This would be exceptionally difficult, as oxygen is a basic requirement for
steel making as we have ever known it. Steel is made from iron mixed with
carbon and then heated to melt. Then oxygen is added which burns the excess
carbon into carbon dioxide and reacts with all of the other reactive
contaminants and brings them to the surface where they can be cupped off as
slag. The melt is poured and cooled and you have steel. Early steel processes
used air, blast into the furnace with high powered pumps. Modern steel is made
with purified oxygen from cryogenic processes (and there are even designs
floating around for steel mills which use the turboexpander from the oxygen
processing to help generate electricity to drive the mill).

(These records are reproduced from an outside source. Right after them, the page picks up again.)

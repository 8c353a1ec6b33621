//! Delegation nonces
//!
//! The registry owns each attester's nonce. [`NonceTracker`] never caches a
//! value: every read goes to the ledger, and callers that read-sign-submit
//! hold the attester's lock for the whole sequence.

use alloy_primitives::{Address, U256};
use dashmap::DashMap;
use std::sync::Arc;
use tokio::sync::{Mutex, OwnedMutexGuard};
use tracing::debug;

use crate::ledger::LedgerGateway;
use crate::types::Result;

pub struct NonceTracker {
    gateway: Arc<dyn LedgerGateway>,
    eas: Address,
    locks: DashMap<Address, Arc<Mutex<()>>>,
}

impl NonceTracker {
    pub fn new(gateway: Arc<dyn LedgerGateway>, eas: Address) -> Self {
        Self {
            gateway,
            eas,
            locks: DashMap::new(),
        }
    }

    /// The attester's nonce as the registry sees it right now
    pub async fn current_nonce(&self, attester: Address) -> Result<U256> {
        let nonce = self.gateway.nonce(self.eas, attester).await?;
        debug!(attester = %attester, nonce = %nonce, "read delegation nonce");
        Ok(nonce)
    }

    /// Exclusive hold on `attester` until the guard drops
    pub async fn lock(&self, attester: Address) -> OwnedMutexGuard<()> {
        let lock = self
            .locks
            .entry(attester)
            .or_insert_with(|| Arc::new(Mutex::new(())))
            .clone();
        lock.lock_owned().await
    }

    pub fn tracked_attesters(&self) -> usize {
        self.locks.len()
    }
}
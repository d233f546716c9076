//! Global constants for vkbd
//!
//! Consolidates timing, framebuffer, and screen constants
//! to eliminate magic numbers throughout the codebase.

// ============================================================================
// Timing Constants
// ============================================================================

/// Sleep between input polls in milliseconds
pub const TICK_MS: u64 = 20;

/// Ticks between auto-repeated actions while an input is held (25 * 20ms = 500ms)
pub const REPEAT_TICKS: u32 = 25;

/// Longest accepted repeat interval (500 * 20ms = 10s)
pub const MAX_REPEAT_TICKS: u32 = 500;

// ============================================================================
// Logical Screen
// ============================================================================

/// Logical screen width (handheld panel, drawn 1:1)
pub const SCREEN_WIDTH: u32 = 854;

/// Logical screen height
pub const SCREEN_HEIGHT: u32 = 480;

// ============================================================================
// Framebuffer Constants
// ============================================================================

/// Bytes per framebuffer pixel (RGBx)
pub const BYTES_PER_PIXEL: usize = 4;

/// Row pitch of the handheld framebuffer in pixels
pub const HANDHELD_PITCH: u32 = 0x380;

/// Value written through the backend to find which half it draws into
pub const ACTIVE_HALF_SENTINEL: u32 = 0xABCD_EF90;

// ============================================================================
// Text Constants
// ============================================================================

/// Font pixel size for labels and the text field
pub const FONT_SIZE: f32 = 24.0;

/// Result of committing an empty buffer
pub const DEFAULT_FALLBACK_TEXT: &str = "pool.ntp.org";

/// Default text capacity including the terminator slot
pub const DEFAULT_MAX_LENGTH: usize = 128;
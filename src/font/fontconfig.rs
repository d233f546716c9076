//! fontconfig lookups
//!
//! Turns a configured family name into font bytes, and picks a label font
//! when nothing is configured.

use anyhow::{anyhow, Context, Result};
use fontconfig::Fontconfig;
use log::{debug, info, warn};
use std::path::{Path, PathBuf};

/// Families tried for key labels, best first
const LABEL_FAMILIES: &[&str] = &[
    "DejaVu Sans",
    "Noto Sans",
    "Liberation Sans",
    "Cantarell",
    "Roboto",
    "sans-serif",
];

/// A family fontconfig resolved to a file
#[derive(Debug, Clone)]
pub struct FontMatch {
    pub path: PathBuf,
    pub family: String,
}

pub struct FontFinder {
    fc: Fontconfig,
}

impl FontFinder {
    pub fn new() -> Result<Self> {
        let fc = Fontconfig::new().ok_or_else(|| anyhow!("fontconfig initialization failed"))?;
        Ok(Self { fc })
    }

    /// Look up a family. fontconfig answers every query with its closest
    /// match, so a result whose name shares nothing with the request is
    /// treated as a miss.
    pub fn lookup(&self, family: &str) -> Option<FontMatch> {
        let font = self.fc.find(family, None)?;
        let wanted = family.to_ascii_lowercase();
        let got = font.name.to_ascii_lowercase();
        if got.contains(&wanted) || wanted.contains(&got) {
            debug!("fontconfig: \"{}\" -> {}", family, font.path.display());
            return Some(FontMatch {
                path: font.path,
                family: font.name,
            });
        }
        debug!("fontconfig: \"{}\" only matched \"{}\"", family, font.name);
        None
    }

    /// First installed label family
    pub fn label_font(&self) -> Option<FontMatch> {
        LABEL_FAMILIES.iter().find_map(|family| self.lookup(family))
    }
}

fn read_font(path: &Path) -> Result<Vec<u8>> {
    std::fs::read(path).with_context(|| format!("Failed to read font file: {}", path.display()))
}

/// Bytes of a configured font: an absolute path, a family name, or a
/// relative path, tried in that order
pub fn load_configured(spec: &str) -> Result<Vec<u8>> {
    let path = Path::new(spec);
    if path.is_absolute() && path.exists() {
        info!("Font loaded: {}", spec);
        return read_font(path);
    }

    if let Some(found) = FontFinder::new()?.lookup(spec) {
        info!("Font \"{}\" resolved to {}", spec, found.path.display());
        return read_font(&found.path);
    }

    if path.exists() {
        info!("Font loaded: {}", spec);
        return read_font(path);
    }

    Err(anyhow!("Font \"{}\" is neither a file nor an installed family", spec))
}

/// Bytes of the first label family fontconfig knows
pub fn load_label_font() -> Result<Vec<u8>> {
    let Some(found) = FontFinder::new()?.label_font() else {
        warn!("fontconfig found no label font");
        return Err(anyhow!("No sans-serif font installed"));
    };
    info!("Label font (fontconfig): {} ({})", found.family, found.path.display());
    read_font(&found.path)
}
//! Geometric primitives in the logical coordinate space
//!
//! The logical space is the 854x480 grid shared by both displays
//! before per-display scaling.

/// Point in logical pixels
#[derive(Debug, Clone, Copy, PartialEq, Eq)]
pub struct Point {
    pub x: i32,
    pub y: i32,
}

impl Point {
    pub const fn new(x: i32, y: i32) -> Self {
        Self { x, y }
    }
}

/// Axis-aligned rectangle in logical pixels
#[derive(Debug, Clone, Copy, PartialEq, Eq)]
pub struct Rect {
    pub x: i32,
    pub y: i32,
    pub width: u32,
    pub height: u32,
}

impl Rect {
    pub const fn new(x: i32, y: i32, width: u32, height: u32) -> Self {
        Self {
            x,
            y,
            width,
            height,
        }
    }

    /// Exclusive right edge
    pub fn right(&self) -> i32 {
        self.x + self.width as i32
    }

    /// Exclusive bottom edge
    pub fn bottom(&self) -> i32 {
        self.y + self.height as i32
    }

    pub fn contains(&self, p: Point) -> bool {
        p.x >= self.x && p.x < self.right() && p.y >= self.y && p.y < self.bottom()
    }

    /// Clip to the logical screen; None if nothing remains
    pub fn clip_to(&self, bounds: Rect) -> Option<Rect> {
        let x0 = self.x.max(bounds.x);
        let y0 = self.y.max(bounds.y);
        let x1 = self.right().min(bounds.right());
        let y1 = self.bottom().min(bounds.bottom());
        if x1 <= x0 || y1 <= y0 {
            return None;
        }
        Some(Rect::new(x0, y0, (x1 - x0) as u32, (y1 - y0) as u32))
    }
}

#[cfg(test)]
mod tests {
    use super::*;

    #[test]
    fn test_contains_is_half_open() {
        let r = Rect::new(10, 20, 5, 5);
        assert!(r.contains(Point::new(10, 20)));
        assert!(r.contains(Point::new(14, 24)));
        assert!(!r.contains(Point::new(15, 24)));
        assert!(!r.contains(Point::new(14, 25)));
    }

    #[test]
    fn test_clip_to() {
        let screen = Rect::new(0, 0, 854, 480);
        assert_eq!(
            Rect::new(-5, 470, 20, 20).clip_to(screen),
            Some(Rect::new(0, 470, 15, 10))
        );
        assert_eq!(Rect::new(900, 0, 10, 10).clip_to(screen), None);
    }
}
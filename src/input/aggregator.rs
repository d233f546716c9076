//! Input aggregation
//!
//! Reads every controller once per tick and folds the results into one
//! canonical button mask plus an optional touch point, then runs the
//! mask through the repeat gate.

use log::{debug, trace};

use crate::drawing::Point;

use super::buttons::PadButtons;
use super::controller::{PrimaryController, SecondaryControllers, SECONDARY_CHANNELS};
use super::repeat::RepeatGate;

/// Everything read from the controllers in one tick
#[derive(Debug, Clone, Copy, PartialEq, Eq, Default)]
pub struct InputFrame {
    /// Canonical mask of all sources
    pub buttons: PadButtons,
    /// Touch point, only on the tick contact begins
    pub pointer: Option<Point>,
}

/// Gated result of one tick
#[derive(Debug, Clone, Copy, PartialEq, Eq, Default)]
pub struct InputTick {
    pub frame: InputFrame,
    /// Act on `frame.buttons` (or on `pointer` when set)
    pub fire: bool,
    pub redraw: bool,
    /// Accepted touch point; when set it replaces the button mask
    pub pointer: Option<Point>,
}

pub struct InputAggregator {
    gate: RepeatGate,
    touching: bool,
}

impl InputAggregator {
    pub fn new(repeat_ticks: u32) -> Self {
        Self {
            gate: RepeatGate::new(repeat_ticks),
            touching: false,
        }
    }

    pub fn gate(&self) -> &RepeatGate {
        &self.gate
    }

    /// Read all sources once
    pub fn poll(
        &mut self,
        primary: &mut dyn PrimaryController,
        secondary: &mut dyn SecondaryControllers,
    ) -> InputFrame {
        let mut buttons = PadButtons::empty();
        let mut pointer = None;

        match primary.poll() {
            Ok(reading) => {
                buttons |= (reading.hold | reading.trigger).normalize();
                let touch = reading.touch;
                if touch.touched && !self.touching {
                    pointer = Some(Point::new(touch.x as i32, touch.y as i32));
                }
                self.touching = touch.touched;
            }
            Err(e) => debug!("Primary controller read failed: {}", e),
        }

        for channel in 0..SECONDARY_CHANNELS {
            match secondary.poll(channel) {
                Ok(Some(reading)) => buttons |= reading.pressed(),
                Ok(None) => {}
                Err(e) => debug!("Channel {} read failed: {}", channel, e),
            }
        }

        if !buttons.is_empty() {
            trace!("Input: {:?}", buttons);
        }

        InputFrame { buttons, pointer }
    }

    /// Poll and gate one tick. A touch point that `accept_pointer` takes
    /// fires at once regardless of the cooldown and re-arms it.
    pub fn tick<F>(
        &mut self,
        primary: &mut dyn PrimaryController,
        secondary: &mut dyn SecondaryControllers,
        accept_pointer: F,
    ) -> InputTick
    where
        F: FnOnce(Point) -> bool,
    {
        let frame = self.poll(primary, secondary);

        if let Some(point) = frame.pointer.filter(|&p| accept_pointer(p)) {
            self.gate.rearm();
            return InputTick {
                frame,
                fire: true,
                redraw: true,
                pointer: Some(point),
            };
        }

        let step = self.gate.step(
            !frame.buttons.is_empty(),
            frame.buttons.intersects(PadButtons::ACTIONABLE),
        );
        InputTick {
            frame,
            fire: step.fire,
            redraw: step.redraw,
            pointer: None,
        }
    }
}

#[cfg(test)]
mod tests {
    use super::*;
    use crate::input::controller::{
        ExtensionType, NoSecondaryPads, PrimaryReading, SecondaryReading, TouchSample,
    };
    use anyhow::{anyhow, Result};
    use std::collections::VecDeque;

    struct Script(VecDeque<Result<PrimaryReading>>);

    impl PrimaryController for Script {
        fn poll(&mut self) -> Result<PrimaryReading> {
            self.0.pop_front().unwrap_or_else(|| Ok(PrimaryReading::default()))
        }
    }

    struct Channels(Vec<Result<Option<SecondaryReading>>>);

    impl SecondaryControllers for Channels {
        fn poll(&mut self, channel: usize) -> Result<Option<SecondaryReading>> {
            match self.0.get(channel) {
                Some(Ok(r)) => Ok(*r),
                Some(Err(e)) => Err(anyhow!("{}", e)),
                None => Ok(None),
            }
        }
    }

    fn hold(buttons: PadButtons) -> Result<PrimaryReading> {
        Ok(PrimaryReading {
            hold: buttons,
            ..PrimaryReading::default()
        })
    }

    fn touch(x: u32, y: u32) -> Result<PrimaryReading> {
        Ok(PrimaryReading {
            touch: TouchSample {
                touched: true,
                x,
                y,
            },
            ..PrimaryReading::default()
        })
    }

    #[test]
    fn test_sources_are_ored() {
        let mut primary = Script(VecDeque::from([hold(PadButtons::STICK_L_UP)]));
        let mut channels = Channels(vec![
            Err(anyhow!("disconnected")),
            Ok(Some(SecondaryReading {
                extension: ExtensionType::Classic,
                hold: 0x10,
                trigger: 0x10,
            })),
            Ok(Some(SecondaryReading {
                extension: ExtensionType::Absent,
                hold: 0x8000,
                trigger: 0x8000,
            })),
        ]);
        let mut agg = InputAggregator::new(25);
        let frame = agg.poll(&mut primary, &mut channels);
        assert!(frame.buttons.contains(PadButtons::UP | PadButtons::A));
        assert!(!frame.buttons.contains(PadButtons::RIGHT));
    }

    #[test]
    fn test_primary_error_contributes_nothing() {
        let mut primary = Script(VecDeque::from([Err(anyhow!("busy"))]));
        let mut agg = InputAggregator::new(25);
        let frame = agg.poll(&mut primary, &mut NoSecondaryPads);
        assert_eq!(frame, InputFrame::default());
    }

    #[test]
    fn test_pointer_only_on_contact_edge() {
        let mut primary = Script(VecDeque::from([touch(20, 300), touch(20, 300)]));
        let mut agg = InputAggregator::new(25);
        let first = agg.poll(&mut primary, &mut NoSecondaryPads);
        assert_eq!(first.pointer, Some(Point::new(20, 300)));
        let second = agg.poll(&mut primary, &mut NoSecondaryPads);
        assert_eq!(second.pointer, None);
    }

    #[test]
    fn test_accepted_pointer_bypasses_cooldown() {
        let mut primary = Script(VecDeque::from([touch(20, 300)]));
        let mut agg = InputAggregator::new(25);
        // Still primed: buttons would not fire yet
        let tick = agg.tick(&mut primary, &mut NoSecondaryPads, |_| true);
        assert!(tick.fire && tick.redraw);
        assert_eq!(tick.pointer, Some(Point::new(20, 300)));
        assert_eq!(agg.gate().cooldown(), 25);
    }

    #[test]
    fn test_rejected_pointer_goes_through_gate() {
        let mut primary = Script(VecDeque::from([touch(5, 5)]));
        let mut agg = InputAggregator::new(25);
        let tick = agg.tick(&mut primary, &mut NoSecondaryPads, |_| false);
        assert!(!tick.fire);
        assert!(tick.redraw);
        assert_eq!(tick.pointer, None);
    }
}
//! vkbd - on-screen keyboard for dual-display handhelds
//!
//! Runs one keyboard session against the in-memory display and prints the
//! resulting text on stdout.

use anyhow::{anyhow, Context, Result};
use log::{info, warn};
use std::path::Path;

use vkbd::config::Config;
use vkbd::display::{ExternalMode, MemoryDisplay, Screen};
use vkbd::font::SystemFontService;
use vkbd::input::{NoSecondaryPads, PrimaryController, TtyPad};
use vkbd::keyboard::{run_keyboard, KeyboardContext, KeyboardSettings, SystemClock};

/// Print help message
fn print_help() {
    println!(
        r#"vkbd {} - on-screen keyboard for dual-display handhelds

USAGE:
    vkbd [OPTIONS] [TEXT]

ARGS:
    TEXT                    Initial text (default: empty)

OPTIONS:
    -h, --help              Print this help message
    -V, --version           Print version information
    -m, --max <N>           Text capacity including the terminator slot
    --evdev                 Read keys and touch from libinput instead of stdin
    --screenshot            Save both screens as PNG when the session ends
    --1080                  Emulate a 1920x1080 external display (default 1280x720)
    --init-config           Generate config file
    -f, --force             Overwrite config file without confirmation

KEYS (stdin):
    arrows / hjkl           Move the selection
    Enter / space           Press the selected key
    Backspace / Escape      Delete left, or cancel at the start of the text

CONFIG FILE:
    ~/.config/vkbd/config.toml
"#,
        env!("CARGO_PKG_VERSION")
    );
}

/// Expand ~ to the user's home directory
fn expand_path(path: &str) -> String {
    if !path.starts_with('~') {
        return path.to_string();
    }
    match dirs::home_dir().map(|p| p.to_string_lossy().to_string()) {
        Some(home) if path == "~" => home,
        Some(home) => format!("{}{}", home, &path[1..]),
        None => path.to_string(),
    }
}

/// Command line options for a keyboard run
#[derive(Debug, Default, PartialEq)]
struct Options {
    text: Option<String>,
    max_length: Option<usize>,
    evdev: bool,
    screenshot: bool,
    full_hd: bool,
}

fn parse_options(args: &[String]) -> Result<Options> {
    let mut options = Options::default();
    let mut iter = args.iter();
    while let Some(arg) = iter.next() {
        match arg.as_str() {
            "--max" | "-m" => {
                let value = iter.next().ok_or_else(|| anyhow!("--max needs a value"))?;
                options.max_length = Some(parse_max(value)?);
            }
            "--evdev" => options.evdev = true,
            "--screenshot" => options.screenshot = true,
            "--1080" => options.full_hd = true,
            "--force" | "-f" => {}
            _ if arg.starts_with("--max=") => {
                options.max_length = Some(parse_max(&arg["--max=".len()..])?);
            }
            _ if arg.starts_with('-') && arg.len() > 1 => {
                return Err(anyhow!("Unknown option: {}", arg));
            }
            _ => {
                if options.text.is_some() {
                    return Err(anyhow!("Unexpected argument: {}", arg));
                }
                options.text = Some(arg.clone());
            }
        }
    }
    Ok(options)
}

fn parse_max(value: &str) -> Result<usize> {
    value
        .parse()
        .with_context(|| format!("Invalid --max value: {}", value))
}

fn open_primary(evdev: bool) -> Result<Box<dyn PrimaryController>> {
    if evdev {
        #[cfg(target_os = "linux")]
        {
            let pad = vkbd::input::EvdevPad::new().context("Failed to open input devices")?;
            return Ok(Box::new(pad));
        }
        #[cfg(not(target_os = "linux"))]
        return Err(anyhow!("--evdev is only available on Linux"));
    }
    let pad = TtyPad::new().context("Failed to put the terminal in raw mode")?;
    Ok(Box::new(pad))
}

fn save_screenshots(display: &MemoryDisplay, dir: &str) {
    let dir = expand_path(dir);
    for screen in [Screen::Handheld, Screen::External] {
        match display.save_png(screen, Path::new(&dir)) {
            Ok(path) => info!("Screenshot saved: {}", path.display()),
            Err(e) => warn!("Screenshot failed: {:#}", e),
        }
    }
}

fn init_config(force: bool) -> Result<()> {
    if let Some(config_dir) = dirs::config_dir() {
        let config_path = config_dir.join("vkbd").join("config.toml");
        if config_path.exists() && !force {
            println!("Config file already exists: {}", config_path.display());
            print!("Overwrite? [y/N]: ");
            std::io::Write::flush(&mut std::io::stdout())?;

            let mut input = String::new();
            std::io::stdin().read_line(&mut input)?;
            let input = input.trim().to_lowercase();

            if input != "y" && input != "yes" {
                println!("Aborted.");
                return Ok(());
            }
        }
    }

    match Config::write_template() {
        Ok(path) => {
            println!("Config file generated:");
            println!("  Path:   {}", path.display());
            Ok(())
        }
        Err(e) => {
            eprintln!("Failed to generate config: {}", e);
            Err(e)
        }
    }
}

fn main() -> Result<()> {
    env_logger::Builder::from_env(env_logger::Env::default().default_filter_or("warn")).init();

    let args: Vec<String> = std::env::args().skip(1).collect();

    // --help
    if args.iter().any(|a| a == "--help" || a == "-h") {
        print_help();
        return Ok(());
    }

    // --version
    if args.iter().any(|a| a == "--version" || a == "-V") {
        println!("vkbd {}", env!("CARGO_PKG_VERSION"));
        return Ok(());
    }

    // --init-config
    if args.iter().any(|a| a == "--init-config") {
        let force = args.iter().any(|a| a == "--force" || a == "-f");
        return init_config(force);
    }

    let options = parse_options(&args)?;
    let config = Config::load();

    let mode = if options.full_hd {
        ExternalMode::FullHd1080
    } else {
        ExternalMode::Hd720
    };
    let mut display = MemoryDisplay::new(mode);
    let fonts = SystemFontService::new(&config.font.path);
    let mut primary = open_primary(options.evdev)?;
    let mut secondary = NoSecondaryPads;
    let mut clock = SystemClock;

    let initial = options.text.unwrap_or_default();
    let max_length = options.max_length.unwrap_or(config.keyboard.max_length);

    info!("vkbd starting (max length {})", max_length);

    let result = {
        let mut ctx = KeyboardContext {
            display: &mut display,
            fonts: &fonts,
            primary: primary.as_mut(),
            secondary: &mut secondary,
            clock: &mut clock,
            settings: KeyboardSettings::from(&config),
        };
        run_keyboard(&initial, max_length, &mut ctx)
    };

    // Restore the terminal before printing
    drop(primary);

    if options.screenshot {
        save_screenshots(&display, &config.display.screenshot_dir);
    }

    println!("{}", result);
    Ok(())
}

Without oxygen, you'd have to start with very, very clean iron ore (containing
nothing but iron and whatever you wanted to alloy with the final steel), and
add _exactly_ the right amount of carbon (which is also exceptionally
difficult, since carbon is light and the heat will want to make it sublime
anyway). Odds are such a steel would still contain so much impurity as to
require a second melt in a vacuum arc furnace, which also would dramatically
drive up the cost.

While there might be a future making steel like this in space, I'm not
counting it as very likely in the slightest to happen in this century.

It's much easier to use exceptionally clean oxygen - the mill could use an
oxygen generation process (like a hydrogen peroxide chemical process plant
being added to the mill), or by ultrafiltration of the process oxygen (which
seems more realistic all told).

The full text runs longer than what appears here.